WHAT IS NEEDED
Would you return, word for word, the lines of the data below from the line with "of the required" through the line with "fn slice_for_location(content: &str, location: PhraseLocation)", and no others?

*** Opening EXERCISE INPUT ***

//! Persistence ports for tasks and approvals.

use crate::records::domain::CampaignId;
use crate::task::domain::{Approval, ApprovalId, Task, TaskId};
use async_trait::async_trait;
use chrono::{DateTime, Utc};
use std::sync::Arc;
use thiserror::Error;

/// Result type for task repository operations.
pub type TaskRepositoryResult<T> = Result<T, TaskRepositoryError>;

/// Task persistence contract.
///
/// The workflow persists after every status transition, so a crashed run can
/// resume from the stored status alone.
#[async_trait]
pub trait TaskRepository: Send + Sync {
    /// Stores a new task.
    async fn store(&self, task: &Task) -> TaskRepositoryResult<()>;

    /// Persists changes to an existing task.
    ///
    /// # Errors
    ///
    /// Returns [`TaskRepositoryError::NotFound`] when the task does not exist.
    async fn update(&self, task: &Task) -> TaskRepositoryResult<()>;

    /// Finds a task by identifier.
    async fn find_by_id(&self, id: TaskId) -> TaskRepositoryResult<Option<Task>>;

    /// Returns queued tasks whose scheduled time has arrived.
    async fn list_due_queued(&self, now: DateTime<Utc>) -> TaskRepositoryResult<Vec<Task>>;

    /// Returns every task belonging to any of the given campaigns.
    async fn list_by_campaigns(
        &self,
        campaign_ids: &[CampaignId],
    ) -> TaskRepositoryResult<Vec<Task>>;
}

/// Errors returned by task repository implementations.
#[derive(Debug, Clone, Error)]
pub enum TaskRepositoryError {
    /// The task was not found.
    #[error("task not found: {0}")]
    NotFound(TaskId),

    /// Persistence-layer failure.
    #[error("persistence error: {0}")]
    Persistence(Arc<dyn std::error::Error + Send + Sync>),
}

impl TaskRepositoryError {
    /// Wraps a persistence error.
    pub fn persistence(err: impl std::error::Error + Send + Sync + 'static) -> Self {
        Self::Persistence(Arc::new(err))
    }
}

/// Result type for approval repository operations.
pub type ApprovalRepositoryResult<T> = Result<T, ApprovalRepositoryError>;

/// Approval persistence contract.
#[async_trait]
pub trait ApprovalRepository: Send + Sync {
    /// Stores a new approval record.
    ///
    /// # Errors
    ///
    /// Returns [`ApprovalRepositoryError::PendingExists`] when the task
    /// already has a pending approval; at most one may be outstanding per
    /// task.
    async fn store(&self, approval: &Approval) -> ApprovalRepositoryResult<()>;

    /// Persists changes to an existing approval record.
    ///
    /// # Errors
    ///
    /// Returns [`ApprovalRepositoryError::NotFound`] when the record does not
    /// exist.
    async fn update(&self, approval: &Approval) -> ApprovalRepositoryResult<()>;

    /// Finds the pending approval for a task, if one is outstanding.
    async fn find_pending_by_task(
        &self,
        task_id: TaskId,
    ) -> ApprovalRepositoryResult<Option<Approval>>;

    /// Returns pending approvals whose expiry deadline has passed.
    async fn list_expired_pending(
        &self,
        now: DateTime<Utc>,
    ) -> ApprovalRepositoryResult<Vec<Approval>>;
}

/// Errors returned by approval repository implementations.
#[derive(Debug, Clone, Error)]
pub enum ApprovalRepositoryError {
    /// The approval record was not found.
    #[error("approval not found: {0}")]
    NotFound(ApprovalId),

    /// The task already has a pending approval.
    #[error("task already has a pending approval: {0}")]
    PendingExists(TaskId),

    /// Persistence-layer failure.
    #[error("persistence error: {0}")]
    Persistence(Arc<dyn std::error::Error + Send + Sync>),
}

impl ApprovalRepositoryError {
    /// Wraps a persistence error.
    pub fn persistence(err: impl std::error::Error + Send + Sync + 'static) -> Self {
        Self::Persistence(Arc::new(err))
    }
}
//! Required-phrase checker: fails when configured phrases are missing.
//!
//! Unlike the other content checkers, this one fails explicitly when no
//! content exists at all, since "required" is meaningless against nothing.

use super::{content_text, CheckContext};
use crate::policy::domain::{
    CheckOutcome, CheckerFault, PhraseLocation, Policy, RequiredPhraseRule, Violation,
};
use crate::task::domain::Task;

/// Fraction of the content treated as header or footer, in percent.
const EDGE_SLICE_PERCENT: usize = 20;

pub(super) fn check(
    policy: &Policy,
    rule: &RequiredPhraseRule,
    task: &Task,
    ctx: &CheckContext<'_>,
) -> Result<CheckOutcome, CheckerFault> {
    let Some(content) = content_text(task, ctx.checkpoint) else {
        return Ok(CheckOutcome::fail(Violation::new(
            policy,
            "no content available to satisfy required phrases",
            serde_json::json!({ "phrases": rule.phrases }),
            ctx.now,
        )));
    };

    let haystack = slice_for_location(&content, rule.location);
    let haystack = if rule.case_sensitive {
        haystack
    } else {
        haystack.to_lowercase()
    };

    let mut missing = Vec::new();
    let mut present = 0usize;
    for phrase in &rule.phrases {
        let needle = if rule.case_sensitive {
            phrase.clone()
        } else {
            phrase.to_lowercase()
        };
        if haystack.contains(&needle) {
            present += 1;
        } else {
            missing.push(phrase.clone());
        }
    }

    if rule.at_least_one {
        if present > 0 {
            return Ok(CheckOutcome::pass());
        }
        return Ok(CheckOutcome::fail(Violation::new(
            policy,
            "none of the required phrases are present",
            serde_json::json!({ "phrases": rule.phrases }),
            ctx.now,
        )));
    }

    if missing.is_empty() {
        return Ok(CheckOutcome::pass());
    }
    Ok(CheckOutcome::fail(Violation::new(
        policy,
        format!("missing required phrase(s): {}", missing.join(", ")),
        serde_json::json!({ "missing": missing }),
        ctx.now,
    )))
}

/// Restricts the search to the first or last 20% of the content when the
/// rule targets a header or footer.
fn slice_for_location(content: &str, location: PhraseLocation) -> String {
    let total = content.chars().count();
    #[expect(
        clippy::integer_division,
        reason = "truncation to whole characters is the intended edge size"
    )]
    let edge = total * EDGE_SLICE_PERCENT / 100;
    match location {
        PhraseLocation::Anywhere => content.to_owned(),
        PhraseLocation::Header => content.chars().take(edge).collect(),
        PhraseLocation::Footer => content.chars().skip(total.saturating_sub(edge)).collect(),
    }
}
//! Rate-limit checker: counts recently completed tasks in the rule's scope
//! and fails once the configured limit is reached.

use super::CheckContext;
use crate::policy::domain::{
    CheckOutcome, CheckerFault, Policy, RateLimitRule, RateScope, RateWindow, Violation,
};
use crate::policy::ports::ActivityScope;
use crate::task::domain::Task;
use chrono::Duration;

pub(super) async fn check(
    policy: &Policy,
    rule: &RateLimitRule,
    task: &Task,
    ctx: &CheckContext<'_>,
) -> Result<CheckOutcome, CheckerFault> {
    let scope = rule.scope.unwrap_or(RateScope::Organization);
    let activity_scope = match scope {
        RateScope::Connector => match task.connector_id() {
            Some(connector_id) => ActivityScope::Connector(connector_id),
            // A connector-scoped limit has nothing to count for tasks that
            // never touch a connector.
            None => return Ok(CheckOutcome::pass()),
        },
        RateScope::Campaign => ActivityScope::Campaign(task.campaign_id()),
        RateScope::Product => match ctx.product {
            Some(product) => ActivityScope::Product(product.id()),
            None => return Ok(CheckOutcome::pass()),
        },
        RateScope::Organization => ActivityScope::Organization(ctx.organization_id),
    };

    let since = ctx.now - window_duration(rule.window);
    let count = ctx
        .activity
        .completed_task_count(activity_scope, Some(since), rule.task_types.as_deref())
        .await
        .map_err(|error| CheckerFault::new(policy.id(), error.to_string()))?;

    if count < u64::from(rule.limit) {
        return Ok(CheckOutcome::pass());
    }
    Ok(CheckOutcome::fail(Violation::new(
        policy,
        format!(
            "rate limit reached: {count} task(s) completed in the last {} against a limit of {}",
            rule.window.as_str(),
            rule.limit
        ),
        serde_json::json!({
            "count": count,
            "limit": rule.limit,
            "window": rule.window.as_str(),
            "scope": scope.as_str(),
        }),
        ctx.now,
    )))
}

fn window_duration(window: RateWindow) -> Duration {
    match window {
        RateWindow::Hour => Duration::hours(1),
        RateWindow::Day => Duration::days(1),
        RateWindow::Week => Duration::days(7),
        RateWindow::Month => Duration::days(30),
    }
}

*** Closing EXERCISE INPUT ***

TASK SOLUTION
            "none of the required phrases are present",
            serde_json::json!({ "phrases": rule.phrases }),
            ctx.now,
        )));
    }

    if missing.is_empty() {
        return Ok(CheckOutcome::pass());
    }
    Ok(CheckOutcome::fail(Violation::new(
        policy,
        format!("missing required phrase(s): {}", missing.join(", ")),
        serde_json::json!({ "missing": missing }),
        ctx.now,
    )))
}

/// Restricts the search to the first or last 20% of the content when the
/// rule targets a header or footer.
fn slice_for_location(content: &str, location: PhraseLocation) -> String {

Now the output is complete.